【11月29日 AFP】結婚生活は何かと大変なことも多いが、パートナーと共に年を重ねることで、認知症リスクが低減する可能性があるとした研究論文が28日、医学誌「神経学・神経外科学・精神医学ジャーナル(Journal of Neurology, Neurosurgery and Psychiatry)」に掲載された。

 80万人以上のデータを対象とした今回の研究によると、生涯独身の人は、アルツハイマー病やその他の認知症にかかるリスクが約40%高くなっていることが分かったという。また長い同居生活の後に独り身となった場合も約20%のリスク上昇が見られた。

 研究はロンドン大学ユニバーシティー・カレッジ(University College LondonUCL)の研究者アンドリュー・ゾンメルラード(Andrew Sommerlad)精神科医らによるもの。研究では、正式に結婚せずに一緒に暮らしているカップルについても結婚しているものとみなされた。

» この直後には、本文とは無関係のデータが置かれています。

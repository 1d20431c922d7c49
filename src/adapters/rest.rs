use crate::domain::model::CarRecord;
use crate::domain::ports::CarService;
use crate::domain::rules::{prepare_new_car, prepare_replacement, require_car_id};
use crate::utils::error::{ConfigError, FieldError, Result, ServiceError};
use async_trait::async_trait;
use reqwest::header::{HeaderMap, HeaderName, HeaderValue};
use reqwest::{Client, Method, Response};
use std::collections::HashMap;
use std::time::Duration;
use url::Url;

/// Client for a remote car API exposing `/cars` and `/cars/{id}`.
///
/// Server status codes are passed through as the error status; the body's
/// `message` (or `error`) field becomes the original message.
#[derive(Debug, Clone)]
pub struct RestCarService {
    client: Client,
    base_url: Url,
}

impl RestCarService {
    pub fn new(endpoint: &str) -> std::result::Result<Self, ConfigError> {
        Self::builder(endpoint).build()
    }

    pub fn builder(endpoint: &str) -> RestCarServiceBuilder {
        RestCarServiceBuilder {
            endpoint: endpoint.to_string(),
            timeout: None,
            headers: HashMap::new(),
        }
    }

    pub fn base_url(&self) -> &Url {
        &self.base_url
    }

    fn cars_url(&self, car_id: Option<&str>) -> Result<Url> {
        let mut url = self.base_url.clone();
        url.path_segments_mut()
            .map_err(|_| {
                ServiceError::internal(
                    "car API endpoint cannot hold a path",
                    format!("endpoint '{}' is not a base URL", self.base_url),
                )
            })?
            .pop_if_empty()
            .push("cars")
            .extend(car_id);
        Ok(url)
    }

    async fn send(
        &self,
        method: Method,
        url: Url,
        body: Option<&CarRecord>,
        action: &str,
    ) -> Result<Response> {
        tracing::debug!("{} {}", method, url);
        let mut request = self.client.request(method, url);
        if let Some(car) = body {
            request = request.json(car);
        }

        let response = request
            .send()
            .await
            .map_err(|e| transport_error(action, &e))?;

        let status = response.status();
        tracing::debug!("car API response status: {}", status);
        if status.is_success() {
            return Ok(response);
        }

        let body = match response.text().await {
            Ok(body) => body,
            Err(e) => {
                tracing::debug!("Could not read car API error body: {}", e);
                String::new()
            }
        };
        let original = error_detail(&body).unwrap_or_else(|| {
            status
                .canonical_reason()
                .unwrap_or("unexpected status")
                .to_string()
        });
        Err(ServiceError::new(
            format!("{} failed with status {}", action, status.as_u16()),
            status.as_u16(),
            original,
        ))
    }
}

pub struct RestCarServiceBuilder {
    endpoint: String,
    timeout: Option<Duration>,
    headers: HashMap<String, String>,
}

impl RestCarServiceBuilder {
    pub fn timeout(mut self, timeout: Duration) -> Self {
        self.timeout = Some(timeout);
        self
    }

    pub fn header(mut self, name: impl Into<String>, value: impl Into<String>) -> Self {
        self.headers.insert(name.into(), value.into());
        self
    }

    pub fn headers(mut self, headers: &HashMap<String, String>) -> Self {
        self.headers
            .extend(headers.iter().map(|(k, v)| (k.clone(), v.clone())));
        self
    }

    pub fn build(self) -> std::result::Result<RestCarService, ConfigError> {
        crate::utils::validation::validate_url("backend.endpoint", &self.endpoint)?;
        let base_url = Url::parse(&self.endpoint)
            .map_err(|e| FieldError::new("backend.endpoint", &self.endpoint, e.to_string()))?;

        let mut default_headers = HeaderMap::new();
        for (name, value) in &self.headers {
            let header_name = HeaderName::from_bytes(name.as_bytes()).map_err(|e| {
                FieldError::new("backend.headers", name, format!("Invalid header name: {}", e))
            })?;
            let header_value = HeaderValue::from_str(value).map_err(|e| {
                FieldError::new(
                    "backend.headers",
                    name,
                    format!("Invalid header value: {}", e),
                )
            })?;
            default_headers.insert(header_name, header_value);
        }

        let mut client = Client::builder().default_headers(default_headers);
        if let Some(timeout) = self.timeout {
            client = client.timeout(timeout);
        }

        Ok(RestCarService {
            client: client.build()?,
            base_url,
        })
    }
}

fn transport_error(action: &str, err: &reqwest::Error) -> ServiceError {
    if err.is_timeout() {
        ServiceError::timeout(format!("{} timed out", action), err.to_string())
    } else {
        ServiceError::unavailable(
            format!("{} could not reach the car API", action),
            err.to_string(),
        )
    }
}

fn decode_error(action: &str, err: &reqwest::Error) -> ServiceError {
    ServiceError::bad_gateway(
        format!("{} returned an unreadable response", action),
        err.to_string(),
    )
}

fn error_detail(body: &str) -> Option<String> {
    let trimmed = body.trim();
    if trimmed.is_empty() {
        return None;
    }
    let from_json = serde_json::from_str::<serde_json::Value>(trimmed)
        .ok()
        .and_then(|value| {
            ["message", "error"]
                .iter()
                .find_map(|key| value.get(*key).and_then(|v| v.as_str()).map(str::to_string))
        });
    Some(from_json.unwrap_or_else(|| trimmed.to_string()))
}

#[async_trait]
impl CarService for RestCarService {
    async fn get_one_car(&self, car_id: &str) -> Result<CarRecord> {
        require_car_id(car_id)?;
        let action = format!("fetching car {}", car_id);
        let url = self.cars_url(Some(car_id))?;
        let response = self.send(Method::GET, url, None, &action).await?;
        let car: CarRecord = response
            .json()
            .await
            .map_err(|e| decode_error(&action, &e))?;
        if car.id() != Some(car_id) {
            return Err(ServiceError::bad_gateway(
                format!("{} returned a different record", action),
                format!("expected id '{}', got {:?}", car_id, car.id()),
            ));
        }
        Ok(car)
    }

    async fn get_all_cars(&self) -> Result<Vec<CarRecord>> {
        let action = "listing cars";
        let url = self.cars_url(None)?;
        let response = self.send(Method::GET, url, None, action).await?;
        response.json().await.map_err(|e| decode_error(action, &e))
    }

    async fn create_car(&self, car: CarRecord) -> Result<()> {
        prepare_new_car(&car)?;
        let url = self.cars_url(None)?;
        self.send(Method::POST, url, Some(&car), "creating car")
            .await?;
        Ok(())
    }

    async fn update_car(&self, car: CarRecord) -> Result<()> {
        let id = prepare_replacement(&car)?;
        let action = format!("updating car {}", id);
        let url = self.cars_url(Some(id))?;
        self.send(Method::PUT, url, Some(&car), &action).await?;
        Ok(())
    }

    async fn delete_car(&self, car_id: &str) -> Result<()> {
        require_car_id(car_id)?;
        let action = format!("deleting car {}", car_id);
        let url = self.cars_url(Some(car_id))?;
        self.send(Method::DELETE, url, None, &action).await?;
        Ok(())
    }
}

#[cfg(test)]
mod tests {
    use super::*;

    #[test]
    fn test_cars_url_appends_segments() {
        let service = RestCarService::new("http://localhost:8080/api/").unwrap();
        assert_eq!(
            service.cars_url(None).unwrap().as_str(),
            "http://localhost:8080/api/cars"
        );
        assert_eq!(
            service.cars_url(Some("a b/c")).unwrap().as_str(),
            "http://localhost:8080/api/cars/a%20b%2Fc"
        );
    }

    #[test]
    fn test_invalid_endpoint_rejected() {
        assert!(matches!(
            RestCarService::new("ftp://example.com"),
            Err(ConfigError::InvalidValue(_))
        ));
    }

    #[test]
    fn test_invalid_header_rejected() {
        let result = RestCarService::builder("http://localhost")
            .header("bad header", "x")
            .build();
        assert!(matches!(result, Err(ConfigError::InvalidValue(_))));
    }

    #[test]
    fn test_error_detail_prefers_message_field() {
        assert_eq!(
            error_detail(r#"{"message":"car 7 is gone"}"#).as_deref(),
            Some("car 7 is gone")
        );
        assert_eq!(
            error_detail(r#"{"error":"bad year"}"#).as_deref(),
            Some("bad year")
        );
        assert_eq!(error_detail("plain text").as_deref(), Some("plain text"));
        assert_eq!(error_detail("  "), None);
    }
}
use crate::domain::model::CarRecord;
use crate::domain::ports::CarService;
use crate::domain::rules::{prepare_new_car, prepare_replacement, require_car_id};
use crate::utils::error::{Result, ServiceError};
use async_trait::async_trait;
use tokio::sync::RwLock;
use uuid::Uuid;

/// Process-local backend. Keeps cars in insertion order.
#[derive(Debug, Default)]
pub struct InMemoryCarService {
    cars: RwLock<Vec<CarRecord>>,
}

impl InMemoryCarService {
    pub fn new() -> Self {
        Self::default()
    }

    /// Seeds the store. Records without an id get a fresh one.
    pub fn with_cars(cars: impl IntoIterator<Item = CarRecord>) -> Self {
        let cars = cars
            .into_iter()
            .map(|car| {
                if car.id().is_some() {
                    car
                } else {
                    car.with_id(Uuid::new_v4().to_string())
                }
            })
            .collect();
        Self {
            cars: RwLock::new(cars),
        }
    }

    pub async fn len(&self) -> usize {
        self.cars.read().await.len()
    }

    pub async fn is_empty(&self) -> bool {
        self.cars.read().await.is_empty()
    }
}

fn not_found(car_id: &str) -> ServiceError {
    ServiceError::not_found(
        format!("car {} not found", car_id),
        format!("no in-memory record with id '{}'", car_id),
    )
}

#[async_trait]
impl CarService for InMemoryCarService {
    async fn get_one_car(&self, car_id: &str) -> Result<CarRecord> {
        require_car_id(car_id)?;
        let cars = self.cars.read().await;
        cars.iter()
            .find(|car| car.id() == Some(car_id))
            .cloned()
            .ok_or_else(|| not_found(car_id))
    }

    async fn get_all_cars(&self) -> Result<Vec<CarRecord>> {
        Ok(self.cars.read().await.clone())
    }

    async fn create_car(&self, car: CarRecord) -> Result<()> {
        prepare_new_car(&car)?;
        let id = Uuid::new_v4().to_string();
        tracing::debug!("Registering car {} in memory", id);
        self.cars.write().await.push(car.with_id(id));
        Ok(())
    }

    async fn update_car(&self, car: CarRecord) -> Result<()> {
        let id = prepare_replacement(&car)?.to_string();
        let mut cars = self.cars.write().await;
        let slot = cars
            .iter_mut()
            .find(|existing| existing.id() == Some(id.as_str()))
            .ok_or_else(|| not_found(&id))?;
        *slot = car;
        Ok(())
    }

    async fn delete_car(&self, car_id: &str) -> Result<()> {
        require_car_id(car_id)?;
        let mut cars = self.cars.write().await;
        let position = cars
            .iter()
            .position(|car| car.id() == Some(car_id))
            .ok_or_else(|| not_found(car_id))?;
        cars.remove(position);
        Ok(())
    }
}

 興味深いことに、離婚経験を持つ高齢者では、認知症リスクが既婚カップルと同等レベルにとどまっていることが研究では確認された。

 結婚と認知症との関係を探るために、ゾンメルラード氏と研究チームは先行研究15件、計12か国の81万2000人分のデータを調べた。

 多くはスウェーデン人のデータだったが、フランス人、ドイツ人、中国人、日本人、米国人、ブラジル人などのデータも少なくなかった。驚きだったのは、各文化を通じて結果にばらつきがほとんど見られなかったことだという。

 今回行われたのは観察研究だったため因果関係をしっかりと示すことはできないが、導き出された結果は、相互に整合性のある少なくとも3つの説明を示唆するものとなった。